The Spanish Civil War began on July 17, 1936 as a series of right-wing insurrections within the military, staged against the constitutional government of the five-year-old Second Spanish Republic. Because it was the first major military contest between left-wing forces and fascists, and attracted international involvement on both sides, the Spanish Civil War has sometimes been called the first chapter of World War II.
The rebels, or Nationalists as they came to be known, were backed by a spectrum of political and social conservatives including the Catholic Church, the fascist Falange Party, and those who wished to restore the Spanish monarchy. They received aid in the form of troops, tanks, and planes from Fascist Italy and Nazi Germany, and Germany field-tested some of its most important artillery in Spain. With the rise of General Francisco Franco as leader of the Nationalist coalition, the threat of fascism’s spread across Europe visibly deepened.
The Republicans were backed by Spanish labor unions and a range of anti-fascist political groups, from communists and anarchists to Catalonian separatists to centrist supporters of liberal democracy. The Republicans received aid from the Soviet Union and from Mexico, but their most likely European allies signed a joint agreement of nonintervention. The most visible international aid came in the form of volunteers. Estimates vary, but as many as 60,000 individuals from over fifty countries joined the International Brigades to fight for the cause of the Spanish Republic. Between two and three thousand of these volunteers were men and women from the United States—most served with the Abraham Lincoln Brigade.

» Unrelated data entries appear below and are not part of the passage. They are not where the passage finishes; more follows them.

use crate::error::{NetError, Result};
use bitflags::bitflags;

/// Header size without options.
pub const TCP_MIN_HEADER_LEN: usize = 20;

pub const TCP_OPTION_END: u8 = 0;
pub const TCP_OPTION_NOP: u8 = 1;
pub const TCP_OPTION_MSS: u8 = 2;

bitflags! {
    /// TCP control bits.
    #[derive(Debug, Clone, Copy, PartialEq, Eq, Default)]
    pub struct TcpFlags: u8 {
        const FIN = 0x01;
        const SYN = 0x02;
        const RST = 0x04;
        const PSH = 0x08;
        const ACK = 0x10;
        const URG = 0x20;
    }
}

#[derive(Debug, Clone, PartialEq, Eq)]
pub struct TcpHeader {
    pub src_port: u16,
    pub dst_port: u16,
    pub seq: u32,
    pub ack: u32,
    /// Header length in 32-bit words.
    pub data_offset: u8,
    pub flags: TcpFlags,
    pub window: u16,
    pub checksum: u16,
    pub urgent: u16,
}

impl TcpHeader {
    pub fn parse(buf: &[u8]) -> Result<Self> {
        if buf.len() < TCP_MIN_HEADER_LEN {
            return Err(NetError::InvalidLength);
        }
        Ok(Self {
            src_port: u16::from_be_bytes([buf[0], buf[1]]),
            dst_port: u16::from_be_bytes([buf[2], buf[3]]),
            seq: u32::from_be_bytes([buf[4], buf[5], buf[6], buf[7]]),
            ack: u32::from_be_bytes([buf[8], buf[9], buf[10], buf[11]]),
            data_offset: buf[12] >> 4,
            flags: TcpFlags::from_bits_truncate(buf[13]),
            window: u16::from_be_bytes([buf[14], buf[15]]),
            checksum: u16::from_be_bytes([buf[16], buf[17]]),
            urgent: u16::from_be_bytes([buf[18], buf[19]]),
        })
    }

    /// Encode the fixed part into `buf[..20]`.
    pub fn emit(&self, buf: &mut [u8]) {
        buf[0..2].copy_from_slice(&self.src_port.to_be_bytes());
        buf[2..4].copy_from_slice(&self.dst_port.to_be_bytes());
        buf[4..8].copy_from_slice(&self.seq.to_be_bytes());
        buf[8..12].copy_from_slice(&self.ack.to_be_bytes());
        buf[12] = self.data_offset << 4;
        buf[13] = self.flags.bits();
        buf[14..16].copy_from_slice(&self.window.to_be_bytes());
        buf[16..18].copy_from_slice(&self.checksum.to_be_bytes());
        buf[18..20].copy_from_slice(&self.urgent.to_be_bytes());
    }

    pub fn header_len(&self) -> usize {
        usize::from(self.data_offset) * 4
    }

    pub fn set_checksum(buf: &mut [u8], checksum: u16) {
        buf[16..18].copy_from_slice(&checksum.to_be_bytes());
    }
}

/// Walk the option area of a segment looking for Maximum Segment Size.
pub fn find_mss_option(options: &[u8]) -> Option<u16> {
    let mut i = 0;
    while i < options.len() {
        match options[i] {
            TCP_OPTION_END => break,
            TCP_OPTION_NOP => i += 1,
            kind => {
                let len = usize::from(*options.get(i + 1)?);
                if len < 2 || i + len > options.len() {
                    return None;
                }
                if kind == TCP_OPTION_MSS && len == 4 {
                    return Some(u16::from_be_bytes([options[i + 2], options[i + 3]]));
                }
                i += len;
            }
        }
    }
    None
}

/// Write a 4-byte MSS option into `buf`.
pub fn emit_mss_option(buf: &mut [u8], mss: u16) {
    buf[0] = TCP_OPTION_MSS;
    buf[1] = 4;
    buf[2..4].copy_from_slice(&mss.to_be_bytes());
}

/// Compare sequence numbers modulo 2^32: negative when `a` precedes `b`.
pub fn seq_cmp(a: u32, b: u32) -> i32 {
    a.wrapping_sub(b) as i32
}

#[cfg(test)]
mod tests {
    use super::*;

    #[test]
    fn emit_then_parse() {
        let header = TcpHeader {
            src_port: 4000,
            dst_port: 80,
            seq: 0xDEAD_BEEF,
            ack: 7,
            data_offset: 5,
            flags: TcpFlags::SYN | TcpFlags::ACK,
            window: 2860,
            checksum: 0xABCD,
            urgent: 0,
        };
        let mut buf = [0u8; 20];
        header.emit(&mut buf);
        assert_eq!(TcpHeader::parse(&buf).unwrap(), header);
        assert_eq!(header.header_len(), 20);
    }

    #[test]
    fn reserved_bits_are_ignored() {
        let mut buf = [0u8; 20];
        buf[12] = 0x50;
        buf[13] = 0xC2;
        assert_eq!(TcpHeader::parse(&buf).unwrap().flags, TcpFlags::SYN);
    }

    #[test]
    fn mss_option_found_after_padding() {
        let options = [1, 1, 3, 3, 7, 2, 4, 0x05, 0xB4, 0];
        assert_eq!(find_mss_option(&options), Some(1460));
    }

    #[test]
    fn malformed_options_yield_none() {
        assert_eq!(find_mss_option(&[2]), None);
        assert_eq!(find_mss_option(&[2, 4, 0x05]), None);
        assert_eq!(find_mss_option(&[8, 0, 2, 4, 1, 0]), None);
        assert_eq!(find_mss_option(&[0, 2, 4, 1, 0]), None);
    }

    #[test]
    fn emitted_mss_option_is_found() {
        let mut buf = [0u8; 4];
        emit_mss_option(&mut buf, 1430);
        assert_eq!(find_mss_option(&buf), Some(1430));
    }

    #[test]
    fn sequence_comparison_wraps() {
        assert!(seq_cmp(1, 0) > 0);
        assert!(seq_cmp(0, u32::MAX) > 0);
        assert!(seq_cmp(u32::MAX, 5) < 0);
        assert_eq!(seq_cmp(42, 42), 0);
    }
}
//! IPv4 fragmentation and reassembly.
//!
//! Outbound datagrams larger than the link MTU are split into fragments whose
//! payload sizes are multiples of 8 bytes. Inbound fragments are rebuilt with
//! the RFC 815 hole-descriptor algorithm, one bounded slot per datagram in
//! flight; the hole list of each slot is a small fixed-capacity array kept in
//! ascending order.

use crate::error::{NetError, Result};
use crate::stats::IpStats;
use crate::wire::{IPV4_FLAG_MF, IPV4_MIN_HEADER_LEN, Ipv4Header};

use std::net::Ipv4Addr;
use std::time::{Duration, Instant};

/// Hole descriptors per reassembly slot. Each arriving fragment adds at most
/// one net hole, so this bounds how finely a datagram may be split while in
/// flight.
pub const MAX_HOLES: usize = 16;

/// Largest IPv4 header, options included.
const MAX_HEADER_LEN: usize = 60;

/// Upper bound of the initial hole: the datagram end is not yet known.
const INFINITY: usize = usize::MAX;

/// Split `payload` into fragments that fit `mtu` and hand each one to `send`
/// together with its flags/fragment-offset field.
///
/// Stops at the first send failure; fragments already handed over are not
/// recalled.
pub fn fragment_datagram<F>(payload: &[u8], mtu: usize, mut send: F) -> Result<usize>
where
    F: FnMut(u16, &[u8]) -> Result<()>,
{
    let mut max_fragment = mtu.saturating_sub(IPV4_MIN_HEADER_LEN);
    max_fragment -= max_fragment % 8;
    if max_fragment == 0 {
        return Err(NetError::MessageTooLong);
    }

    let mut offset = 0;
    let mut count = 0;
    while offset < payload.len() {
        let remaining = payload.len() - offset;
        let (length, flags) = if remaining <= max_fragment {
            (remaining, 0)
        } else {
            (max_fragment, IPV4_FLAG_MF)
        };
        let field = flags | ((offset / 8) as u16);
        send(field, &payload[offset..offset + length])?;
        offset += length;
        count += 1;
    }
    Ok(count)
}

#[derive(Debug, Clone, Copy, PartialEq, Eq)]
struct Hole {
    first: usize,
    /// Exclusive.
    last: usize,
}

#[derive(Debug, Clone, Copy, PartialEq, Eq)]
struct FragmentKey {
    src: Ipv4Addr,
    dst: Ipv4Addr,
    identification: u16,
    protocol: u8,
}

impl FragmentKey {
    fn of(header: &Ipv4Header) -> Self {
        Self {
            src: header.src,
            dst: header.dst,
            identification: header.identification,
            protocol: header.protocol,
        }
    }
}

struct ReassemblySlot {
    key: FragmentKey,
    timestamp: Instant,
    /// Header of fragment zero once it has arrived, else of the first
    /// fragment seen.
    header: heapless::Vec<u8, MAX_HEADER_LEN>,
    /// Payload bytes, `payload.len()` being the highest offset seen so far.
    payload: Vec<u8>,
    holes: heapless::Vec<Hole, MAX_HOLES>,
}

impl ReassemblySlot {
    fn new(key: FragmentKey, header: &[u8], now: Instant) -> Option<Self> {
        let mut slot = Self {
            key,
            timestamp: now,
            header: heapless::Vec::from_slice(header).ok()?,
            payload: Vec::new(),
            holes: heapless::Vec::new(),
        };
        slot.holes
            .push(Hole {
                first: 0,
                last: INFINITY,
            })
            .ok()?;
        Some(slot)
    }

    /// Remove every hole the range `[first, last)` touches, re-inserting the
    /// uncovered remainders in place.
    fn fill(&mut self, first: usize, last: usize, more_fragments: bool) -> Result<()> {
        let mut i = 0;
        while i < self.holes.len() {
            let hole = self.holes[i];
            if first < hole.last && last > hole.first {
                self.holes.remove(i);
                if first > hole.first {
                    self.holes
                        .insert(
                            i,
                            Hole {
                                first: hole.first,
                                last: first,
                            },
                        )
                        .map_err(|_| NetError::OutOfResources)?;
                    i += 1;
                }
                if last < hole.last && more_fragments {
                    self.holes
                        .insert(
                            i,
                            Hole {
                                first: last,
                                last: hole.last,
                            },
                        )
                        .map_err(|_| NetError::OutOfResources)?;
                    i += 1;
                }
            } else {
                i += 1;
            }
        }
        Ok(())
    }

    fn into_datagram(self) -> Vec<u8> {
        let mut datagram = Vec::with_capacity(self.header.len() + self.payload.len());
        datagram.extend_from_slice(&self.header);
        datagram.extend_from_slice(&self.payload);
        let total = datagram.len().min(usize::from(u16::MAX)) as u16;
        Ipv4Header::set_total_length(&mut datagram, total);
        Ipv4Header::set_fragment(&mut datagram, 0);
        Ipv4Header::clear_checksum(&mut datagram);
        datagram
    }
}

/// Fixed pool of reassembly slots belonging to one interface.
pub struct Reassembler {
    slots: Box<[Option<ReassemblySlot>]>,
    max_datagram_size: usize,
    ttl: Duration,
}

impl Reassembler {
    pub fn new(slot_count: usize, max_datagram_size: usize, ttl: Duration) -> Self {
        Self {
            slots: (0..slot_count).map(|_| None).collect(),
            max_datagram_size,
            ttl,
        }
    }

    /// Number of datagrams currently being reassembled.
    pub fn in_use(&self) -> usize {
        self.slots.iter().filter(|s| s.is_some()).count()
    }

    /// Drop every partially reassembled datagram.
    pub fn flush(&mut self) {
        self.slots.iter_mut().for_each(|slot| *slot = None);
    }

    /// Feed one fragment. `packet` holds the header and exactly
    /// `total_length` bytes. Returns the rebuilt datagram once the last hole
    /// closes.
    pub fn process(
        &mut self,
        header: &Ipv4Header,
        packet: &[u8],
        now: Instant,
        stats: &mut IpStats,
    ) -> Option<Vec<u8>> {
        stats.reasm_reqds += 1;

        let header_len = header.header_len();
        let data = &packet[header_len..];
        let more_fragments = header.more_fragments();

        if more_fragments && data.len() % 8 != 0 {
            tracing::debug!(
                "IPv4: dropping fragment id {} with unaligned length {}",
                header.identification,
                data.len()
            );
            stats.reasm_fails += 1;
            return None;
        }

        let data_first = usize::from(header.fragment_offset()) * 8;
        let data_last = data_first + data.len();

        let Some(index) = self.find_or_allocate(header, &packet[..header_len], now) else {
            tracing::debug!(
                "IPv4: reassembly queue full, dropping fragment id {} from {}",
                header.identification,
                header.src
            );
            stats.reasm_fails += 1;
            return None;
        };

        match self.merge(index, header, packet, data_first, data_last, more_fragments) {
            Ok(true) => {
                let slot = self.slots[index].take()?;
                stats.reasm_oks += 1;
                Some(slot.into_datagram())
            }
            Ok(false) => None,
            Err(e) => {
                tracing::debug!(
                    "IPv4: reassembly of id {} from {} failed: {}",
                    header.identification,
                    header.src,
                    e
                );
                self.slots[index] = None;
                stats.reasm_fails += 1;
                None
            }
        }
    }

    fn find_or_allocate(&mut self, header: &Ipv4Header, raw_header: &[u8], now: Instant) -> Option<usize> {
        let key = FragmentKey::of(header);
        if let Some(index) = self
            .slots
            .iter()
            .position(|s| s.as_ref().is_some_and(|s| s.key == key))
        {
            return Some(index);
        }

        let index = self.slots.iter().position(|s| s.is_none())?;
        self.slots[index] = Some(ReassemblySlot::new(key, raw_header, now)?);
        Some(index)
    }

    /// Returns `Ok(true)` when the datagram is complete.
    fn merge(
        &mut self,
        index: usize,
        header: &Ipv4Header,
        packet: &[u8],
        data_first: usize,
        data_last: usize,
        more_fragments: bool,
    ) -> Result<bool> {
        let max = self.max_datagram_size;
        let slot = self.slots[index]
            .as_mut()
            .ok_or(NetError::InvalidState)?;
        let header_len = header.header_len();

        // The header of the rebuilt datagram always comes from fragment zero.
        if header.fragment_offset() == 0 {
            if header_len + slot.payload.len() > max {
                return Err(NetError::MessageTooLong);
            }
            slot.header =
                heapless::Vec::from_slice(&packet[..header_len]).map_err(|_| NetError::InvalidHeader)?;
        }

        if data_last > slot.payload.len() {
            if slot.header.len() + data_last > max {
                return Err(NetError::MessageTooLong);
            }
            slot.payload.resize(data_last, 0);
        }

        slot.fill(data_first, data_last, more_fragments)?;
        slot.payload[data_first..data_last].copy_from_slice(&packet[header_len..]);

        Ok(slot.holes.is_empty())
    }

    /// Evict slots older than the reassembly TTL.
    ///
    /// For each evicted datagram whose fragment zero had arrived, returns the
    /// header plus the contiguous payload prefix so the caller can quote it
    /// in an ICMP Time Exceeded message.
    pub fn expire(&mut self, now: Instant, stats: &mut IpStats) -> Vec<Vec<u8>> {
        let mut partials = Vec::new();
        for entry in self.slots.iter_mut() {
            let expired = entry
                .as_ref()
                .is_some_and(|slot| now.saturating_duration_since(slot.timestamp) >= self.ttl);
            if !expired {
                continue;
            }
            let Some(slot) = entry.take() else {
                continue;
            };
            stats.reasm_fails += 1;
            tracing::debug!(
                "IPv4: reassembly timeout for id {} from {}",
                slot.key.identification,
                slot.key.src
            );

            if let Some(hole) = slot.holes.first()
                && hole.first > 0
            {
                let prefix = hole.first.min(slot.payload.len());
                let mut partial = Vec::with_capacity(slot.header.len() + prefix);
                partial.extend_from_slice(&slot.header);
                partial.extend_from_slice(&slot.payload[..prefix]);
                partials.push(partial);
            }
        }
        partials
    }
}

. . .The Spanish Civil War, especially the anti-fascist side, became a cause célèbre in the United States. Writers and artists including novelist Ernest Hemingway, poets Muriel Rukeyser and Langston Hughes, and painter Robert Motherwell paid homage to the struggling Republic in their work. Baritone Paul Robeson sang for the international brigades. The anarchist Emma Goldman led an English-language publicity campaign. Fictional character Rick Blaine, protagonist of the 1942 film classic Casablanca, struggled against fascism in Spain, as did Robert Jordan, the hero of Hemingway’s 1940 novel For Whom the Bell Tolls.
Franco’s forces won in 1939 and he remained in power until 1975. As the Philadelphia Daily News editorialized at the time (this is the complete editorial): “They say only the good die young. Generalissimo Francisco Franco was 82. Seems about right.”
NewMexiKen was in Madrid in 1992. A crowd had gathered to watch and listen to some Peruvian pan-flutists (they were still a novelty then). The crowd was just enjoying itself when the police told us to disperse — and to my eternal amazement everyone did without a murmur of protest. In the U.S., the police would have been verbally abused at a minimum; in Madrid, nothing.
Repression comes on fast but leaves only slowly.
(Actually I did murmur a little, but I was traveling on a diplomatic passport and decided discretion was more important than valor, even if I was immune from prosecution.)